» **Task inputs**
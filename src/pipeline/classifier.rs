//! Keyword classifier.
//!
//! Classification is an ordered list of `(predicate, intent)` rules over
//! precomputed [`Signals`]. The first rule whose predicate holds decides.
//! Rule order is the tie-break and is covered by tests.

use std::collections::HashSet;
use std::sync::Arc;

use regex::Regex;
use tracing::{debug, warn};

use crate::pipeline::attachments::{AttachmentKind, AttachmentParser};
use crate::pipeline::priority::ExpediteDetector;
use crate::pipeline::types::{Classification, InboundMessage, Intent, domain_matches};

/// Facts extracted from a message once, before any rule runs.
#[derive(Debug, Clone, Default, PartialEq, Eq)]
pub struct Signals {
    pub has_pdf: bool,
    /// Strongest structured evidence from the attachment parser, if any.
    pub attachment_kind: Option<AttachmentKind>,
    pub order_markers: bool,
    pub invoice_markers: bool,
    pub supplier_domain: bool,
    pub supplier_keywords: bool,
    pub complaint_keywords: bool,
    pub support_keywords: bool,
    pub known_domain: bool,
}

impl Signals {
    /// Number of category keyword sets that matched. Sender domain is not a keyword set.
    pub fn categories_matched(&self) -> usize {
        [
            self.order_markers,
            self.invoice_markers,
            self.supplier_keywords,
            self.complaint_keywords,
        ]
        .iter()
        .filter(|m| **m)
        .count()
    }

    fn order_document(&self) -> bool {
        self.has_pdf
            && match self.attachment_kind {
                Some(AttachmentKind::Order) => true,
                Some(AttachmentKind::Invoice) => false,
                _ => self.order_markers,
            }
    }

    fn invoice_document(&self) -> bool {
        self.has_pdf
            && match self.attachment_kind {
                Some(AttachmentKind::Invoice) => true,
                Some(AttachmentKind::Order) => false,
                _ => self.invoice_markers,
            }
    }

    fn structured(&self) -> bool {
        matches!(
            self.attachment_kind,
            Some(AttachmentKind::Order | AttachmentKind::Invoice)
        )
    }
}

/// One entry of the ordered rule list.
pub struct ClassificationRule {
    pub name: &'static str,
    pub intent: Intent,
    pub predicate: fn(&Signals) -> bool,
}

/// The rule list, in evaluation order. PDF documents decide before any
/// keyword conflict is considered.
pub fn default_rules() -> Vec<ClassificationRule> {
    vec![
        ClassificationRule {
            name: "order_document",
            intent: Intent::Order,
            predicate: Signals::order_document,
        },
        ClassificationRule {
            name: "invoice_document",
            intent: Intent::Invoice,
            predicate: Signals::invoice_document,
        },
        ClassificationRule {
            name: "conflicting_markers",
            intent: Intent::Ambiguous,
            predicate: |s| !s.structured() && s.categories_matched() > 1,
        },
        ClassificationRule {
            name: "supplier",
            intent: Intent::Supplier,
            predicate: |s| s.supplier_domain || s.supplier_keywords,
        },
        ClassificationRule {
            name: "complaint",
            intent: Intent::Complaint,
            predicate: |s| s.complaint_keywords,
        },
        ClassificationRule {
            name: "unrecognized_generic",
            intent: Intent::Ambiguous,
            predicate: |s| {
                !s.known_domain && s.categories_matched() == 0 && !s.support_keywords
            },
        },
        ClassificationRule {
            name: "default_support",
            intent: Intent::Support,
            predicate: |_| true,
        },
    ]
}

/// Domain lists the classifier consults.
#[derive(Debug, Clone, Default)]
pub struct ClassifierDomains {
    pub supplier: Vec<String>,
    /// Customers and OEMs the company already deals with.
    pub known: Vec<String>,
}

pub struct Classifier {
    rules: Vec<ClassificationRule>,
    order_markers: Regex,
    invoice_markers: Regex,
    supplier_keywords: Regex,
    complaint_keywords: Regex,
    support_keywords: Regex,
    supplier_domains: HashSet<String>,
    known_domains: HashSet<String>,
    expedite: ExpediteDetector,
    parser: Arc<dyn AttachmentParser>,
}

impl Classifier {
    pub fn new(domains: ClassifierDomains, parser: Arc<dyn AttachmentParser>) -> Self {
        let lower = |v: Vec<String>| v.into_iter().map(|d| d.to_lowercase()).collect();
        Self {
            rules: default_rules(),
            order_markers: Regex::new(
                r"(?i)\b(purchase\s+order|po[\s#-]?\d+|order\s+(form|request)|place\s+an\s+order|we\s+(would\s+like|wish|want)\s+to\s+order)\b",
            )
            .unwrap(),
            invoice_markers: Regex::new(
                r"(?i)\b(invoices?|inv[\s#-]?\d+|amount\s+due|remittance|billing\s+statement)\b",
            )
            .unwrap(),
            supplier_keywords: Regex::new(
                r"(?i)\b(supplier|vendor|raw\s+materials?|delivery\s+note|price\s+list|our\s+quotation)\b",
            )
            .unwrap(),
            complaint_keywords: Regex::new(
                r"(?i)\b(defect(ive|s)?|broken|damaged|faulty|complain(t|ts|ing)?|refund|not\s+working|wrong\s+(item|part)s?|quality\s+issues?)\b",
            )
            .unwrap(),
            support_keywords: Regex::new(
                r"(?i)\b(help|question|support|how\s+(do|can)|where\s+is|status|tracking|manual|warranty|information)\b",
            )
            .unwrap(),
            supplier_domains: lower(domains.supplier),
            known_domains: lower(domains.known),
            expedite: ExpediteDetector::new(),
            parser,
        }
    }

    /// Gather the facts every rule reads. Parser failures degrade to text-only signals.
    pub fn signals(&self, message: &InboundMessage) -> Signals {
        let text = message.searchable_text();

        let mut attachment_kind = None;
        for attachment in message.attachments.iter().filter(|a| a.is_pdf()) {
            match self.parser.parse(attachment) {
                Ok(parsed) if parsed.kind != AttachmentKind::Unknown => {
                    if attachment_kind.is_some_and(|k| k != parsed.kind) {
                        // Order and invoice documents in one mail: no structured verdict.
                        attachment_kind = Some(AttachmentKind::Unknown);
                        break;
                    }
                    attachment_kind = Some(parsed.kind);
                }
                Ok(_) => {}
                Err(e) => {
                    warn!(
                        message_id = %message.id,
                        error = %e,
                        "Attachment parse failed, falling back to keyword classification"
                    );
                }
            }
        }

        Signals {
            has_pdf: message.has_pdf,
            attachment_kind,
            order_markers: self.order_markers.is_match(&text),
            invoice_markers: self.invoice_markers.is_match(&text),
            supplier_domain: domain_matches(&message.sender_domain, &self.supplier_domains),
            supplier_keywords: self.supplier_keywords.is_match(&text),
            complaint_keywords: self.complaint_keywords.is_match(&text),
            support_keywords: self.support_keywords.is_match(&text),
            known_domain: domain_matches(&message.sender_domain, &self.known_domains)
                || domain_matches(&message.sender_domain, &self.supplier_domains),
        }
    }

    /// Pure function of message content.
    pub fn classify(&self, message: &InboundMessage) -> Classification {
        let signals = self.signals(message);
        let (intent, rule) = self
            .rules
            .iter()
            .find(|r| (r.predicate)(&signals))
            .map(|r| (r.intent, r.name))
            .unwrap_or((Intent::Support, "default_support"));

        let urgent = self.expedite.detect(&message.body);

        debug!(
            message_id = %message.id,
            intent = %intent,
            rule,
            urgent,
            "Message classified"
        );

        Classification {
            intent,
            urgent,
            rule: rule.to_string(),
        }
    }
}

» **Exercise objective**
Would you return the entries exactly as they stand?

» **Response**
filename src/pipeline/classifier.rs
//! Keyword classifier.
//!
//! Classification is an ordered list of `(predicate, intent)` rules over
//! precomputed [`Signals`]. The first rule whose predicate holds decides.
//! Rule order is the tie-break and is covered by tests.

use std::collections::HashSet;
use std::sync::Arc;

use regex::Regex;
use tracing::{debug, warn};

use crate::pipeline::attachments::{AttachmentKind, AttachmentParser};
use crate::pipeline::priority::ExpediteDetector;
use crate::pipeline::types::{Classification, InboundMessage, Intent, domain_matches};

/// Facts extracted from a message once, before any rule runs.
#[derive(Debug, Clone, Default, PartialEq, Eq)]
pub struct Signals {
    pub has_pdf: bool,
    /// Strongest structured evidence from the attachment parser, if any.
    pub attachment_kind: Option<AttachmentKind>,
    pub order_markers: bool,
    pub invoice_markers: bool,
    pub supplier_domain: bool,
    pub supplier_keywords: bool,
    pub complaint_keywords: bool,
    pub support_keywords: bool,
    pub known_domain: bool,
}

impl Signals {
    /// Number of category keyword sets that matched. Sender domain is not a keyword set.
    pub fn categories_matched(&self) -> usize {
        [
            self.order_markers,
            self.invoice_markers,
            self.supplier_keywords,
            self.complaint_keywords,
        ]
        .iter()
        .filter(|m| **m)
        .count()
    }

    fn order_document(&self) -> bool {
        self.has_pdf
            && match self.attachment_kind {
                Some(AttachmentKind::Order) => true,
                Some(AttachmentKind::Invoice) => false,
                _ => self.order_markers,
            }
    }

    fn invoice_document(&self) -> bool {
        self.has_pdf
            && match self.attachment_kind {
                Some(AttachmentKind::Invoice) => true,
                Some(AttachmentKind::Order) => false,
                _ => self.invoice_markers,
            }
    }

    fn structured(&self) -> bool {
        matches!(
            self.attachment_kind,
            Some(AttachmentKind::Order | AttachmentKind::Invoice)
        )
    }
}

/// One entry of the ordered rule list.
pub struct ClassificationRule {
    pub name: &'static str,
    pub intent: Intent,
    pub predicate: fn(&Signals) -> bool,
}

/// The rule list, in evaluation order. PDF documents decide before any
/// keyword conflict is considered.
pub fn default_rules() -> Vec<ClassificationRule> {
    vec![
        ClassificationRule {
            name: "order_document",
            intent: Intent::Order,
            predicate: Signals::order_document,
        },
        ClassificationRule {
            name: "invoice_document",
            intent: Intent::Invoice,
            predicate: Signals::invoice_document,
        },
        ClassificationRule {
            name: "conflicting_markers",
            intent: Intent::Ambiguous,
            predicate: |s| !s.structured() && s.categories_matched() > 1,
        },
        ClassificationRule {
            name: "supplier",
            intent: Intent::Supplier,
            predicate: |s| s.supplier_domain || s.supplier_keywords,
        },
        ClassificationRule {
            name: "complaint",
            intent: Intent::Complaint,
            predicate: |s| s.complaint_keywords,
        },
        ClassificationRule {
            name: "unrecognized_generic",
            intent: Intent::Ambiguous,
            predicate: |s| {
                !s.known_domain && s.categories_matched() == 0 && !s.support_keywords
            },
        },
        ClassificationRule {
            name: "default_support",
            intent: Intent::Support,
            predicate: |_| true,
        },
    ]
}

/// Domain lists the classifier consults.
#[derive(Debug, Clone, Default)]
pub struct ClassifierDomains {
    pub supplier: Vec<String>,
    /// Customers and OEMs the company already deals with.
    pub known: Vec<String>,
}

pub struct Classifier {
    rules: Vec<ClassificationRule>,
    order_markers: Regex,
    invoice_markers: Regex,
    supplier_keywords: Regex,
    complaint_keywords: Regex,
    support_keywords: Regex,
    supplier_domains: HashSet<String>,
    known_domains: HashSet<String>,
    expedite: ExpediteDetector,
    parser: Arc<dyn AttachmentParser>,
}

impl Classifier {
    pub fn new(domains: ClassifierDomains, parser: Arc<dyn AttachmentParser>) -> Self {
        let lower = |v: Vec<String>| v.into_iter().map(|d| d.to_lowercase()).collect();
        Self {
            rules: default_rules(),
            order_markers: Regex::new(
                r"(?i)\b(purchase\s+order|po[\s#-]?\d+|order\s+(form|request)|place\s+an\s+order|we\s+(would\s+like|wish|want)\s+to\s+order)\b",
            )
            .unwrap(),
            invoice_markers: Regex::new(
                r"(?i)\b(invoices?|inv[\s#-]?\d+|amount\s+due|remittance|billing\s+statement)\b",
            )
            .unwrap(),
            supplier_keywords: Regex::new(
                r"(?i)\b(supplier|vendor|raw\s+materials?|delivery\s+note|price\s+list|our\s+quotation)\b",
            )
            .unwrap(),
            complaint_keywords: Regex::new(
                r"(?i)\b(defect(ive|s)?|broken|damaged|faulty|complain(t|ts|ing)?|refund|not\s+working|wrong\s+(item|part)s?|quality\s+issues?)\b",
            )
            .unwrap(),
            support_keywords: Regex::new(
                r"(?i)\b(help|question|support|how\s+(do|can)|where\s+is|status|tracking|manual|warranty|information)\b",
            )
            .unwrap(),
            supplier_domains: lower(domains.supplier),
            known_domains: lower(domains.known),
            expedite: ExpediteDetector::new(),
            parser,
        }
    }

    /// Gather the facts every rule reads. Parser failures degrade to text-only signals.
    pub fn signals(&self, message: &InboundMessage) -> Signals {
        let text = message.searchable_text();

        let mut attachment_kind = None;
        for attachment in message.attachments.iter().filter(|a| a.is_pdf()) {
            match self.parser.parse(attachment) {
                Ok(parsed) if parsed.kind != AttachmentKind::Unknown => {
                    if attachment_kind.is_some_and(|k| k != parsed.kind) {
                        // Order and invoice documents in one mail: no structured verdict.
                        attachment_kind = Some(AttachmentKind::Unknown);
                        break;
                    }
                    attachment_kind = Some(parsed.kind);
                }
                Ok(_) => {}
                Err(e) => {
                    warn!(
                        message_id = %message.id,
                        error = %e,
                        "Attachment parse failed, falling back to keyword classification"
                    );
                }
            }
        }

        Signals {
            has_pdf: message.has_pdf,
            attachment_kind,
            order_markers: self.order_markers.is_match(&text),
            invoice_markers: self.invoice_markers.is_match(&text),
            supplier_domain: domain_matches(&message.sender_domain, &self.supplier_domains),
            supplier_keywords: self.supplier_keywords.is_match(&text),
            complaint_keywords: self.complaint_keywords.is_match(&text),
            support_keywords: self.support_keywords.is_match(&text),
            known_domain: domain_matches(&message.sender_domain, &self.known_domains)
                || domain_matches(&message.sender_domain, &self.supplier_domains),
        }
    }

    /// Pure function of message content.
    pub fn classify(&self, message: &InboundMessage) -> Classification {
        let signals = self.signals(message);
        let (intent, rule) = self
            .rules
            .iter()
            .find(|r| (r.predicate)(&signals))
            .map(|r| (r.intent, r.name))
            .unwrap_or((Intent::Support, "default_support"));

        let urgent = self.expedite.detect(&message.body);

        debug!(
            message_id = %message.id,
            intent = %intent,
            rule,
            urgent,
            "Message classified"
        );

        Classification {
            intent,
            urgent,
            rule: rule.to_string(),
        }
    }
}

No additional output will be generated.